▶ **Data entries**

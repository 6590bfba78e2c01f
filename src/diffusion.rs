use crate::error::Result;
use crate::volume::VoxelBlock;

use nalgebra::Vector3;
use std::fs;
use std::path::Path;
use tracing::info;

/// b-values and gradient directions, one entry per volume.
#[derive(Clone, Debug, Default, PartialEq)]
pub struct DiffusionVectorSet {
    pub bvals: Vec<f64>,
    pub bvecs: Vec<Vector3<f64>>,
}

impl DiffusionVectorSet {
    pub fn new(bvals: Vec<f64>, bvecs: Vec<Vector3<f64>>) -> Self {
        debug_assert_eq!(bvals.len(), bvecs.len());
        Self { bvals, bvecs }
    }

    /// `count` zero b-values and zero vectors.
    pub fn zeros(count: usize) -> Self {
        Self::new(vec![0.0; count], vec![Vector3::zeros(); count])
    }

    pub fn len(&self) -> usize {
        self.bvals.len()
    }

    pub fn is_empty(&self) -> bool {
        self.bvals.is_empty()
    }

    /// Whether any b-value or vector component is nonzero.
    pub fn has_signal(&self) -> bool {
        self.bvals.iter().any(|&b| b != 0.0) || self.bvecs.iter().any(|v| v != &Vector3::zeros())
    }

    /// A zero b-value with a zero vector appended after real directions.
    pub fn has_trailing_reference(&self) -> bool {
        let any_direction = self.bvecs.iter().any(|v| v != &Vector3::zeros());
        match (self.bvals.last(), self.bvecs.last()) {
            (Some(&bval), Some(bvec)) => any_direction && bval == 0.0 && bvec == &Vector3::zeros(),
            _ => false,
        }
    }

    pub fn truncate_last(&mut self) {
        self.bvals.pop();
        self.bvecs.pop();
    }

    /// One line of space separated b-values.
    pub fn bval_text(&self) -> String {
        let line = self
            .bvals
            .iter()
            .map(|b| b.to_string())
            .collect::<Vec<_>>()
            .join(" ");
        format!("{}\n", line)
    }

    /// Three lines holding the x, y and z components.
    pub fn bvec_text(&self) -> String {
        (0..3)
            .map(|axis| {
                let line = self
                    .bvecs
                    .iter()
                    .map(|v| v[axis].to_string())
                    .collect::<Vec<_>>()
                    .join(" ");
                format!("{}\n", line)
            })
            .collect()
    }

    pub fn write_bval(&self, path: &Path) -> Result<()> {
        info!("Saving BVAL file: {}", path.display());
        fs::write(path, self.bval_text())?;
        Ok(())
    }

    pub fn write_bvec(&self, path: &Path) -> Result<()> {
        info!("Saving BVEC file: {}", path.display());
        fs::write(path, self.bvec_text())?;
        Ok(())
    }
}

/// Remove a trailing reference volume from the block and the table together.
pub fn truncate_trailing_reference(block: &mut VoxelBlock, vectors: &mut DiffusionVectorSet) -> bool {
    if !vectors.has_trailing_reference() || block.timepoints() != vectors.len() {
        return false;
    }
    block.truncate_last_timepoint();
    vectors.truncate_last();
    true
}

▶ **What is being asked**
All the lines above are to be copied exactly, with none left out.

▶ **Result for this task**
repository 6590bfba78e2c01f
filename src/diffusion.rs
use crate::error::Result;
use crate::volume::VoxelBlock;

use nalgebra::Vector3;
use std::fs;
use std::path::Path;
use tracing::info;

/// b-values and gradient directions, one entry per volume.
#[derive(Clone, Debug, Default, PartialEq)]
pub struct DiffusionVectorSet {
    pub bvals: Vec<f64>,
    pub bvecs: Vec<Vector3<f64>>,
}

impl DiffusionVectorSet {
    pub fn new(bvals: Vec<f64>, bvecs: Vec<Vector3<f64>>) -> Self {
        debug_assert_eq!(bvals.len(), bvecs.len());
        Self { bvals, bvecs }
    }

    /// `count` zero b-values and zero vectors.
    pub fn zeros(count: usize) -> Self {
        Self::new(vec![0.0; count], vec![Vector3::zeros(); count])
    }

    pub fn len(&self) -> usize {
        self.bvals.len()
    }

    pub fn is_empty(&self) -> bool {
        self.bvals.is_empty()
    }

    /// Whether any b-value or vector component is nonzero.
    pub fn has_signal(&self) -> bool {
        self.bvals.iter().any(|&b| b != 0.0) || self.bvecs.iter().any(|v| v != &Vector3::zeros())
    }

    /// A zero b-value with a zero vector appended after real directions.
    pub fn has_trailing_reference(&self) -> bool {
        let any_direction = self.bvecs.iter().any(|v| v != &Vector3::zeros());
        match (self.bvals.last(), self.bvecs.last()) {
            (Some(&bval), Some(bvec)) => any_direction && bval == 0.0 && bvec == &Vector3::zeros(),
            _ => false,
        }
    }

    pub fn truncate_last(&mut self) {
        self.bvals.pop();
        self.bvecs.pop();
    }

    /// One line of space separated b-values.
    pub fn bval_text(&self) -> String {
        let line = self
            .bvals
            .iter()
            .map(|b| b.to_string())
            .collect::<Vec<_>>()
            .join(" ");
        format!("{}\n", line)
    }

    /// Three lines holding the x, y and z components.
    pub fn bvec_text(&self) -> String {
        (0..3)
            .map(|axis| {
                let line = self
                    .bvecs
                    .iter()
                    .map(|v| v[axis].to_string())
                    .collect::<Vec<_>>()
                    .join(" ");
                format!("{}\n", line)
            })
            .collect()
    }

    pub fn write_bval(&self, path: &Path) -> Result<()> {
        info!("Saving BVAL file: {}", path.display());
        fs::write(path, self.bval_text())?;
        Ok(())
    }

    pub fn write_bvec(&self, path: &Path) -> Result<()> {
        info!("Saving BVEC file: {}", path.display());
        fs::write(path, self.bvec_text())?;
        Ok(())
    }
}

/// Remove a trailing reference volume from the block and the table together.
pub fn truncate_trailing_reference(block: &mut VoxelBlock, vectors: &mut DiffusionVectorSet) -> bool {
    if !vectors.has_trailing_reference() || block.timepoints() != vectors.len() {
        return false;
    }
    block.truncate_last_timepoint();
    vectors.truncate_last();
    true
}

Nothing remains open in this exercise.